--- What is expected ---
Using the entries below, copy out all lines where "ProviderAuthError" is found.

======== Material provided ========

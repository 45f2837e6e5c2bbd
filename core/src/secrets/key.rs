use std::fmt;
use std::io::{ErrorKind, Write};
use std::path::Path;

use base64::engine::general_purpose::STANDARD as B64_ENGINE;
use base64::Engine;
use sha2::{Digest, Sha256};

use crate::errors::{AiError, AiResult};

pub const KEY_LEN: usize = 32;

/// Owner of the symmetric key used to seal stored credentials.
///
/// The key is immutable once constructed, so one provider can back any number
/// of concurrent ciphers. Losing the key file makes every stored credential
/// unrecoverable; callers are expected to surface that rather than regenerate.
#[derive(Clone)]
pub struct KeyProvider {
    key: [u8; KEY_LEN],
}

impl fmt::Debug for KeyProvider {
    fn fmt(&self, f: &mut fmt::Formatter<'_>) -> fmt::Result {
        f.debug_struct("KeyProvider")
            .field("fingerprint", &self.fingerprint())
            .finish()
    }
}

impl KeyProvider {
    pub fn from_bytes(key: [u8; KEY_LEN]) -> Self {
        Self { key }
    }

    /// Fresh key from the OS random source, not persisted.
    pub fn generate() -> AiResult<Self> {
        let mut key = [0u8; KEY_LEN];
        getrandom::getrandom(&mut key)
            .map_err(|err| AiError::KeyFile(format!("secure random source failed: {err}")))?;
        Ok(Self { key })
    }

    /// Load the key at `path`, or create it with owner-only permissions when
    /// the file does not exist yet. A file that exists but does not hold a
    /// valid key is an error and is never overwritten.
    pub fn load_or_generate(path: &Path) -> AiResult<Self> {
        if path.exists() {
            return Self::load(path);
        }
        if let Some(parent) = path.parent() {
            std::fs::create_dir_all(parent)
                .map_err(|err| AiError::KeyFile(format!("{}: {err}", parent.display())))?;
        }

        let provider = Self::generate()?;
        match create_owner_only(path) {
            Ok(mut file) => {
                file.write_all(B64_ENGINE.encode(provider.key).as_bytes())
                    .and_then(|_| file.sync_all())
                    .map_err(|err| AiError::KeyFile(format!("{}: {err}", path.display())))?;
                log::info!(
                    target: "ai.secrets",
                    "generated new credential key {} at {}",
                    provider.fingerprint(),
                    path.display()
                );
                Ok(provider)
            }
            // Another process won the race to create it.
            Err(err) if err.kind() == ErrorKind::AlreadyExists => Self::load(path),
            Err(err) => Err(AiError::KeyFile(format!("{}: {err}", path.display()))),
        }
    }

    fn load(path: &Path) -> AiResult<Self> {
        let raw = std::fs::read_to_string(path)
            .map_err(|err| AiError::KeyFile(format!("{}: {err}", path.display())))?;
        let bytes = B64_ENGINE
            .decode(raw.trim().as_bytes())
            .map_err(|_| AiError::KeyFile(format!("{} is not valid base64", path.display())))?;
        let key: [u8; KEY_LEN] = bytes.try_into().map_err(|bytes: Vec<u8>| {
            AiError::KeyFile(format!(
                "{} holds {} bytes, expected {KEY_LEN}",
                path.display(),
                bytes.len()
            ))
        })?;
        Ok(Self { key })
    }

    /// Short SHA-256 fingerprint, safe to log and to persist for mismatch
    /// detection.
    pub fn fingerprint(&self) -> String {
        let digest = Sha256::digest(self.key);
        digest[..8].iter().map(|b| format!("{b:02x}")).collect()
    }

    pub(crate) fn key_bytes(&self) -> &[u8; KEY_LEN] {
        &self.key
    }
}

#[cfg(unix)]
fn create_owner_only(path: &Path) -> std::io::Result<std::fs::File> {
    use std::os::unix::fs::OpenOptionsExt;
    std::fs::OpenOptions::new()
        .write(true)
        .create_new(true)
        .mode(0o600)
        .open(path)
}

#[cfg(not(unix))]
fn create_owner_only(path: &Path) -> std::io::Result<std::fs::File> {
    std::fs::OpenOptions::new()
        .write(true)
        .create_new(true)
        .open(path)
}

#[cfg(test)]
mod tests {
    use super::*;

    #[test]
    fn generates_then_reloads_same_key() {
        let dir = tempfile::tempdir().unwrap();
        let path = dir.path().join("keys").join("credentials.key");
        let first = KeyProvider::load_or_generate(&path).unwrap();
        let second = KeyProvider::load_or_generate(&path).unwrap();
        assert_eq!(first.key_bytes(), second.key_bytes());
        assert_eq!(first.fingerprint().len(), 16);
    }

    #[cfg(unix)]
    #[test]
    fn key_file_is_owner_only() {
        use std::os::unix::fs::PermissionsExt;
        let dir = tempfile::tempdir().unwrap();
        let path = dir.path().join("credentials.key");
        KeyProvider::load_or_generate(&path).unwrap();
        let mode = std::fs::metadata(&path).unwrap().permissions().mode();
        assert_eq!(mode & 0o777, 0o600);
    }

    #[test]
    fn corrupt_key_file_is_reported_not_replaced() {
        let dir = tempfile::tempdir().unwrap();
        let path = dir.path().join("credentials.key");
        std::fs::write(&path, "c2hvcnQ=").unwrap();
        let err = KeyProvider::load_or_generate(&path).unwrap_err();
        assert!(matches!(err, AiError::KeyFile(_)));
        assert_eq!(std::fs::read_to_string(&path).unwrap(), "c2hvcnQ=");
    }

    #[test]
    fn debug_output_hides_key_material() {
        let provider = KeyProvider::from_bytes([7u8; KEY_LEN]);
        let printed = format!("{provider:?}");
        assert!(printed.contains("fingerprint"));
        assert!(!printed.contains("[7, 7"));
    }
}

========
======== Material provided ========

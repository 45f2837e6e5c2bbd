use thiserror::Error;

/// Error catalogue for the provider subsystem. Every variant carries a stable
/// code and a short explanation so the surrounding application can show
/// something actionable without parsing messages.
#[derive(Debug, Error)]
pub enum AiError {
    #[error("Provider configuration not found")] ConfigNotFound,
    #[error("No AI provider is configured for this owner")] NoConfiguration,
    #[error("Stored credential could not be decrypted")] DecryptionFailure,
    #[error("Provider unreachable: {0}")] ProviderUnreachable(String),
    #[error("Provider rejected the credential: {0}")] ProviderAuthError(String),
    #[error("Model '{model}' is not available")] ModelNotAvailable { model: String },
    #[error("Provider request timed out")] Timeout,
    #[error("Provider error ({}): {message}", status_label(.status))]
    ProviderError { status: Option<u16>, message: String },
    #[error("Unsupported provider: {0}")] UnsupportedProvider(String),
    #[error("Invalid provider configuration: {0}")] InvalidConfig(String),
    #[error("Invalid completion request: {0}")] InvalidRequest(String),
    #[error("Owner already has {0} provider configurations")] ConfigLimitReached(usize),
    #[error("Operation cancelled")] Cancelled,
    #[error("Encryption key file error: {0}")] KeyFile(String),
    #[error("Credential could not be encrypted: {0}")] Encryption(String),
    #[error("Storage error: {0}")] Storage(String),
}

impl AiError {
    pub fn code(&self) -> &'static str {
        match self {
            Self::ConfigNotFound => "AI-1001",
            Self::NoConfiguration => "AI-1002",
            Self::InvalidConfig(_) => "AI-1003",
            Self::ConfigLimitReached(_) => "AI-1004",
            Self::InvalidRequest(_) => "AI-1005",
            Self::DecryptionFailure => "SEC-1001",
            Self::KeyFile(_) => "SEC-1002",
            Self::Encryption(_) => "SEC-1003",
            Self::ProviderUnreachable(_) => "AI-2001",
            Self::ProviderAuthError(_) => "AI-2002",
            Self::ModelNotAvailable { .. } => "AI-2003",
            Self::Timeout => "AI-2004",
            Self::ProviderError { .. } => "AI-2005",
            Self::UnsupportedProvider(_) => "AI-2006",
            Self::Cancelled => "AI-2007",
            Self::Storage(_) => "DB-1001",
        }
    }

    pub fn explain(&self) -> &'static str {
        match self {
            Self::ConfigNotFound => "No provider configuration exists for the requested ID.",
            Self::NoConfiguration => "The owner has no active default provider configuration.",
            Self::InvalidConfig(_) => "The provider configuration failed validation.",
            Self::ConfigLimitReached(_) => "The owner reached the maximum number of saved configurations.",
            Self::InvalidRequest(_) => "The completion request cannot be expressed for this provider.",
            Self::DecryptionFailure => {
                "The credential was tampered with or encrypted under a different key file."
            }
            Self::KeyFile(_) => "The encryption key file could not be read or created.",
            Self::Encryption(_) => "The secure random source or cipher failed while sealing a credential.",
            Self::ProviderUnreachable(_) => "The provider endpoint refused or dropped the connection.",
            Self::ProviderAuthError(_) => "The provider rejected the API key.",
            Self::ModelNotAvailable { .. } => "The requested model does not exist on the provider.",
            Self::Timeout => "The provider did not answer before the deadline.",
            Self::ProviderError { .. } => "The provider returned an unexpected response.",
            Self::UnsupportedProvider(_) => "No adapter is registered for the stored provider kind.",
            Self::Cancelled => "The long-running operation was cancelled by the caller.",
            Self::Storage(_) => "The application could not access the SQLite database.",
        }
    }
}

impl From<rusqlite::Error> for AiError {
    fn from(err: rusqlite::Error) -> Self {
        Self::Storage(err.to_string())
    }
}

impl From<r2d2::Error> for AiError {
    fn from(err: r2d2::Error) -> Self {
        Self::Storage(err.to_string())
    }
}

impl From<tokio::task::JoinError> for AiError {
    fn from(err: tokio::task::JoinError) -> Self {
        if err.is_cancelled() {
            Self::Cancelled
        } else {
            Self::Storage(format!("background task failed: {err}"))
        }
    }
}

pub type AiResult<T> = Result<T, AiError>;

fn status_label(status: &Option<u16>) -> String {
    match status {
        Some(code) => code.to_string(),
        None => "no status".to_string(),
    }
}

========

--- Reply ---
    #[error("Provider rejected the credential: {0}")] ProviderAuthError(String),
            Self::ProviderAuthError(_) => "AI-2002",
            Self::ProviderAuthError(_) => "The provider rejected the API key.",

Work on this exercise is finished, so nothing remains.